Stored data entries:
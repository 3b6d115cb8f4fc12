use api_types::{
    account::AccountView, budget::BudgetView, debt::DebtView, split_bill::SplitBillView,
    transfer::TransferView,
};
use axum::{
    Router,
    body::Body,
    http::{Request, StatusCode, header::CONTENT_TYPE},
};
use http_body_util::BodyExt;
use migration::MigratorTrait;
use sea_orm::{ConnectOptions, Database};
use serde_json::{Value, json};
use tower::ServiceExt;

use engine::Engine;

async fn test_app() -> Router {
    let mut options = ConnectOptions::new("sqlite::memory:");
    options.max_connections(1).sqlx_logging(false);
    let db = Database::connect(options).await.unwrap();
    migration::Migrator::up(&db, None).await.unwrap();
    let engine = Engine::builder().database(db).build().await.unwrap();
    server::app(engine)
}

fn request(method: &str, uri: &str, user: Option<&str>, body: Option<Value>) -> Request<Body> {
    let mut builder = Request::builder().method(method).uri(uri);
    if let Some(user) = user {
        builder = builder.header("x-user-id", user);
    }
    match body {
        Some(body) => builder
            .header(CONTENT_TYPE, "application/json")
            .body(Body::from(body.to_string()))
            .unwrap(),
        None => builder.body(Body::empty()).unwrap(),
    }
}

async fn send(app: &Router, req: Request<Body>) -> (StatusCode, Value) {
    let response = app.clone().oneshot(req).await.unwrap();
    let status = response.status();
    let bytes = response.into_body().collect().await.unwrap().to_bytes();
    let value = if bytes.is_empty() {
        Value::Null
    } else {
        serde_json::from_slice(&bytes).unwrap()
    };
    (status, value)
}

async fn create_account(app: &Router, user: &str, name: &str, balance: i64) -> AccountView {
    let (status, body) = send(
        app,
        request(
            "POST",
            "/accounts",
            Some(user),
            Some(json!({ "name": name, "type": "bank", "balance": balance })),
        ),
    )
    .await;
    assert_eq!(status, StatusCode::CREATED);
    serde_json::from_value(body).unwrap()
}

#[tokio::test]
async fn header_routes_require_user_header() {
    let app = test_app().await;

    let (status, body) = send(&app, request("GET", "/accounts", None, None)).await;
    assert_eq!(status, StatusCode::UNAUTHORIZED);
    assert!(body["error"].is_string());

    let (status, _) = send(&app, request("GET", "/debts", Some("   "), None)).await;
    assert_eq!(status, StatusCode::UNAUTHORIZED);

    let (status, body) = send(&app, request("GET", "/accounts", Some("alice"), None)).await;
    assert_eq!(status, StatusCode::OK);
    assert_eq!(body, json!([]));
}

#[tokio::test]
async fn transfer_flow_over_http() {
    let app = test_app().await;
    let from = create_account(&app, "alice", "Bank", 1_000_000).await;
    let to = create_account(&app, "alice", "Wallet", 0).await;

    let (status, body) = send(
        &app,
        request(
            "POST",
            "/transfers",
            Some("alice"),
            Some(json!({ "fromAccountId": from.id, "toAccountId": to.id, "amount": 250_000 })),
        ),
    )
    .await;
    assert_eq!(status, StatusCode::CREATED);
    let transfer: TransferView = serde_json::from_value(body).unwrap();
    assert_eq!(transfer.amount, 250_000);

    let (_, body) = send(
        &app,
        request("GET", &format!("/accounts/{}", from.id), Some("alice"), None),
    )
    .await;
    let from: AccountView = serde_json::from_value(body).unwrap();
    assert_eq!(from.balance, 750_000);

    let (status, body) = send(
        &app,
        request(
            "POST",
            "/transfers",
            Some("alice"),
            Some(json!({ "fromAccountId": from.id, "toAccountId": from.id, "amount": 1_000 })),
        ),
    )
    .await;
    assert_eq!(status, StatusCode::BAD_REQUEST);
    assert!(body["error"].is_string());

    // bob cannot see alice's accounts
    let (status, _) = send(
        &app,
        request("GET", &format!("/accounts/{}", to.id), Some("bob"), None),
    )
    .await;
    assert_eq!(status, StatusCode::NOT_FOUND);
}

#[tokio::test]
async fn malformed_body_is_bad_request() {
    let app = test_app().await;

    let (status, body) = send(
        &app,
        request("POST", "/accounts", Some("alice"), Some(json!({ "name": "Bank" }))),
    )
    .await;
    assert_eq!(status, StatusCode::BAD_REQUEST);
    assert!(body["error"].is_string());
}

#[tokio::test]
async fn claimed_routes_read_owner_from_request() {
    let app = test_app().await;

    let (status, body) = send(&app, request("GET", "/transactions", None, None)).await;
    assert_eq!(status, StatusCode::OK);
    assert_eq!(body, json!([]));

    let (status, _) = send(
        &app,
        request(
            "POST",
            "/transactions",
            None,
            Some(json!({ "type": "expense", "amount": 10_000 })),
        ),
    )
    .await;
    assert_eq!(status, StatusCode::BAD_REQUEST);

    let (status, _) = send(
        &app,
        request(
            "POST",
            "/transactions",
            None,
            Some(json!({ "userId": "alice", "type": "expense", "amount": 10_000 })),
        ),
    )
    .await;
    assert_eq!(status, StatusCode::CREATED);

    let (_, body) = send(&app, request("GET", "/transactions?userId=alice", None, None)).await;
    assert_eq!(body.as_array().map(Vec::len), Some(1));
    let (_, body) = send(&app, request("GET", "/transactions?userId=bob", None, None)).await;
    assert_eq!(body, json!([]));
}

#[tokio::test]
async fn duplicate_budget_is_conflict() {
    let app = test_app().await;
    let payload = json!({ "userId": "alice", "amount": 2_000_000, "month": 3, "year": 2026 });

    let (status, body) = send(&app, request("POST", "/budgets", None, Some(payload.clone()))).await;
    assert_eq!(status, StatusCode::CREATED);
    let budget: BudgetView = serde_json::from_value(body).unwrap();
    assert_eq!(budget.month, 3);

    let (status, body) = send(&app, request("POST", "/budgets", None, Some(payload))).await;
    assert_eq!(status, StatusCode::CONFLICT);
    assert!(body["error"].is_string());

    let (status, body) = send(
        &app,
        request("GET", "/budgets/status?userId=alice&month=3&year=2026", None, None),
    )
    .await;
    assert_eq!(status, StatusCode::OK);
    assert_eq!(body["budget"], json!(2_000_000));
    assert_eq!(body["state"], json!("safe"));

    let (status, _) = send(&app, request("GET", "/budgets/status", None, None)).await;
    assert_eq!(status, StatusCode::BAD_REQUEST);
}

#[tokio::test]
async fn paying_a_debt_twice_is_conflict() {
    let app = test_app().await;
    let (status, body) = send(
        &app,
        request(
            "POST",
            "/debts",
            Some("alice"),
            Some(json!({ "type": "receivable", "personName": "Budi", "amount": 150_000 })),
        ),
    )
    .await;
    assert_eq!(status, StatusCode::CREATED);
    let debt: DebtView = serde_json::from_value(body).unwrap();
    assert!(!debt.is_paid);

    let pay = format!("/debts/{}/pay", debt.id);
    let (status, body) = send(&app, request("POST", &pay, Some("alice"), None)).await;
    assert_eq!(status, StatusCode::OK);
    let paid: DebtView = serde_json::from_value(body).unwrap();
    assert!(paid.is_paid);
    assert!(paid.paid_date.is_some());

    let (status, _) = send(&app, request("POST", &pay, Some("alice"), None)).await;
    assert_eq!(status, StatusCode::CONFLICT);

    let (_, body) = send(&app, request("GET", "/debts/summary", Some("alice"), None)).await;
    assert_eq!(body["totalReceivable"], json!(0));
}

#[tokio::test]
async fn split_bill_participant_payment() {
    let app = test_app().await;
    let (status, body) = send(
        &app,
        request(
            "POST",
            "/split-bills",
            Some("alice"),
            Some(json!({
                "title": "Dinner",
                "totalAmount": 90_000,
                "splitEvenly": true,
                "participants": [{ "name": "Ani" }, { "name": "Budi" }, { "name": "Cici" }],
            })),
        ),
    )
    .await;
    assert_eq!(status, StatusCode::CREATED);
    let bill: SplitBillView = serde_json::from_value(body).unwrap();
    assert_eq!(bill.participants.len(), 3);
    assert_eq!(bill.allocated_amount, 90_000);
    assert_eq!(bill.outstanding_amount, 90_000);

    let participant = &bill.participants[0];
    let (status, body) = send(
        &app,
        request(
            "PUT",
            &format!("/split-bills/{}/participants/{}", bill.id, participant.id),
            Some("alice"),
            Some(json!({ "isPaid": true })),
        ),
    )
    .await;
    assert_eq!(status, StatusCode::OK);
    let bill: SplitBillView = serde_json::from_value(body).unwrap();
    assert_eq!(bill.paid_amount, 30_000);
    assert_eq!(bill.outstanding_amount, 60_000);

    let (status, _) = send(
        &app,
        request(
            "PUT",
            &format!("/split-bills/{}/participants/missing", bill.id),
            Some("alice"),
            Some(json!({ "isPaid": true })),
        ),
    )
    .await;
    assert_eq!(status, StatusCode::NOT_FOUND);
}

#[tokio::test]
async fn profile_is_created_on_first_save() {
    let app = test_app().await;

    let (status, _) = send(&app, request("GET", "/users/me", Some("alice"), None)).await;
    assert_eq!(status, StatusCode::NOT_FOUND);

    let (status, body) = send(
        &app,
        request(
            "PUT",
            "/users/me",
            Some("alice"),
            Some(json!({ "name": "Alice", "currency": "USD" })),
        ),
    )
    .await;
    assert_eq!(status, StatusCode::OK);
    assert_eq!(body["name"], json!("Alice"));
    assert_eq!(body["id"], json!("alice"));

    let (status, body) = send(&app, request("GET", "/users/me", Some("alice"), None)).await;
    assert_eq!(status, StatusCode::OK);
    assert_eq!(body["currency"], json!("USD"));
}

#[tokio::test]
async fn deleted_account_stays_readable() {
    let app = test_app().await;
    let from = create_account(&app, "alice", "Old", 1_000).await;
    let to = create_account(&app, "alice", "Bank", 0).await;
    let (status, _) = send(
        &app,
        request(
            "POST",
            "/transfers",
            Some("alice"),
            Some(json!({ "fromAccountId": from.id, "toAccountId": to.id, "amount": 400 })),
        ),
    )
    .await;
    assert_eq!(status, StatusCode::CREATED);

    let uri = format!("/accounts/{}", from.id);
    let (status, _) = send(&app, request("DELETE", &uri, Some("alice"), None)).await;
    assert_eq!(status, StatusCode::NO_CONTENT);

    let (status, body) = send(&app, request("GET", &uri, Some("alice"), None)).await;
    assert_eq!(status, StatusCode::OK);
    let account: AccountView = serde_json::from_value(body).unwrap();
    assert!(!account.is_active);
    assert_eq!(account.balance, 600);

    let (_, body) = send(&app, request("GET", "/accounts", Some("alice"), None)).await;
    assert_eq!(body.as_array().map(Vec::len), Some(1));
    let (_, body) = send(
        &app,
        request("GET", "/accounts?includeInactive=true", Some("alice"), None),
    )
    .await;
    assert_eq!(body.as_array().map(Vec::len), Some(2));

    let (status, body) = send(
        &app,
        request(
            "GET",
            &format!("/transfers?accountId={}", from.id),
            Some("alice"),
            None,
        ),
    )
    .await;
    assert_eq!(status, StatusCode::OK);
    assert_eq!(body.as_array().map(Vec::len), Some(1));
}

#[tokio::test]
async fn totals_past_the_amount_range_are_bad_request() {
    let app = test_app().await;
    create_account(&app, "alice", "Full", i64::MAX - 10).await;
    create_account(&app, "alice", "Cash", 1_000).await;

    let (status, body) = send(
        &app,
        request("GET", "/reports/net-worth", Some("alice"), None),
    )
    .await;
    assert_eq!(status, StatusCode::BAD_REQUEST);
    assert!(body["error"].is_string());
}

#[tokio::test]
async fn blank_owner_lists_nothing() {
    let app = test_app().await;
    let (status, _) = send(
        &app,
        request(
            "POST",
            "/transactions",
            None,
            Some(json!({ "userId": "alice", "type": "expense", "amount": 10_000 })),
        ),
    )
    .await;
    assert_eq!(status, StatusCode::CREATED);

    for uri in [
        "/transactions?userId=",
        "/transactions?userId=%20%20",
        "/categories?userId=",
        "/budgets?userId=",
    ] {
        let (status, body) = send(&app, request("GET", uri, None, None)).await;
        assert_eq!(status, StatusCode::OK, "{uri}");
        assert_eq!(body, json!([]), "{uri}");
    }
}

---

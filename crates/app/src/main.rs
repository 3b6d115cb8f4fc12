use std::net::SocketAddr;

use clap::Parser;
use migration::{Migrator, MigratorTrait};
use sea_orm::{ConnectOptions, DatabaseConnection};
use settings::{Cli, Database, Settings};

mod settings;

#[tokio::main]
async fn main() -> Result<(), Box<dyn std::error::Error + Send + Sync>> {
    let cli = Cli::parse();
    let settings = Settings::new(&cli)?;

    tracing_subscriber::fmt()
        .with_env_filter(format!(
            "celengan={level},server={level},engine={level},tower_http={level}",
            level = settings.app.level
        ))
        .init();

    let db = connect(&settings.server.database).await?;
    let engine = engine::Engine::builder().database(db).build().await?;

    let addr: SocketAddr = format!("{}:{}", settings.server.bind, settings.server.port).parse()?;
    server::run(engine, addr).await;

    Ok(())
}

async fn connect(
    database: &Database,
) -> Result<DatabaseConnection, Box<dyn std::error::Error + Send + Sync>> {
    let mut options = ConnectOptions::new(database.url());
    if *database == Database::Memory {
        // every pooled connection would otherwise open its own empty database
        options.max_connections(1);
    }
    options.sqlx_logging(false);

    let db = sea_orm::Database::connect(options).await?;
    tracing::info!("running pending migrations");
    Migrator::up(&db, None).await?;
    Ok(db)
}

--

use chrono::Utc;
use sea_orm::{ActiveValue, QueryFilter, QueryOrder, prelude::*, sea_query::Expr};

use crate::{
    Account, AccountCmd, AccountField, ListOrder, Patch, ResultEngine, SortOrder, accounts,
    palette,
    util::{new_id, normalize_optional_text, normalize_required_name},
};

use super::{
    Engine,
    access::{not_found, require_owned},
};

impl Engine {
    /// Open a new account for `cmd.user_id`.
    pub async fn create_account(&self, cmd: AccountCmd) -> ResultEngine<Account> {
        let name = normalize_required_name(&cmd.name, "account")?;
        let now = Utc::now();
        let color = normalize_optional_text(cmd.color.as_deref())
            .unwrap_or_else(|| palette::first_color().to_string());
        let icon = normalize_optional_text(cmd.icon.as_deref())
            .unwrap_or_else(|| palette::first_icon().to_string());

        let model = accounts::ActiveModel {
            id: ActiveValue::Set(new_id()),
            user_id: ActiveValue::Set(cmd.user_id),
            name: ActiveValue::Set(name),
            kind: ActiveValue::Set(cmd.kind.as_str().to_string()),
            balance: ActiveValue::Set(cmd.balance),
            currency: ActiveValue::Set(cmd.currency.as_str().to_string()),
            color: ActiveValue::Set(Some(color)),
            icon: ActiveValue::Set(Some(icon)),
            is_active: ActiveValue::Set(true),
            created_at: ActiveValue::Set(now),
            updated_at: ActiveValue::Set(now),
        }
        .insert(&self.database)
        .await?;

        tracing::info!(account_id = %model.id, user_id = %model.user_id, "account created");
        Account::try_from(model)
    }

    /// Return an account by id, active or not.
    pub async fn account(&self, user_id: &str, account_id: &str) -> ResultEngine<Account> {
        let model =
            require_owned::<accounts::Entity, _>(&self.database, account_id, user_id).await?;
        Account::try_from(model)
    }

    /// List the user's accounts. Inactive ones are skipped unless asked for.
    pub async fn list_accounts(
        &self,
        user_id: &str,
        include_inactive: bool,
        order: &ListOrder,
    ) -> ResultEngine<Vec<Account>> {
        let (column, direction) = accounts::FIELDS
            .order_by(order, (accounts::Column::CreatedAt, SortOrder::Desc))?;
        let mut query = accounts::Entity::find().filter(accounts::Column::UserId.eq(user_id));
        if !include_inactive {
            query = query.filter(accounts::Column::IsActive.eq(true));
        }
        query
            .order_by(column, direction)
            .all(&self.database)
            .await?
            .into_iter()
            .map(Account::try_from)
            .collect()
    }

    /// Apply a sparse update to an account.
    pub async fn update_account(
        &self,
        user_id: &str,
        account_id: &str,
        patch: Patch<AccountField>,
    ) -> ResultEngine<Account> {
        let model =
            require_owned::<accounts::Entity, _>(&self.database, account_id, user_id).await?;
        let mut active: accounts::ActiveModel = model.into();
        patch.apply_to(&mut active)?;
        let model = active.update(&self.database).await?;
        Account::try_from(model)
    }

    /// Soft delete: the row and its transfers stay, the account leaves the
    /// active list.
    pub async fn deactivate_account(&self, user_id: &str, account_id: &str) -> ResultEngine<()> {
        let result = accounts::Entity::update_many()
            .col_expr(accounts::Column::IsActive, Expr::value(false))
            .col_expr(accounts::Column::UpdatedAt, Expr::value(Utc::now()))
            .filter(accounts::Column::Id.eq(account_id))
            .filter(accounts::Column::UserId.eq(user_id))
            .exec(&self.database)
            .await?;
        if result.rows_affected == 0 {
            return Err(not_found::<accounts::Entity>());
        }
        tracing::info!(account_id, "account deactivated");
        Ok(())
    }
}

EXERCISE AIM: Show the lines of the entries that include the string "Router", copying each in full.

SOLVED EXERCISE:
    Router,
async fn test_app() -> Router {
async fn send(app: &Router, req: Request<Body>) -> (StatusCode, Value) {
async fn create_account(app: &Router, user: &str, name: &str, balance: i64) -> AccountView {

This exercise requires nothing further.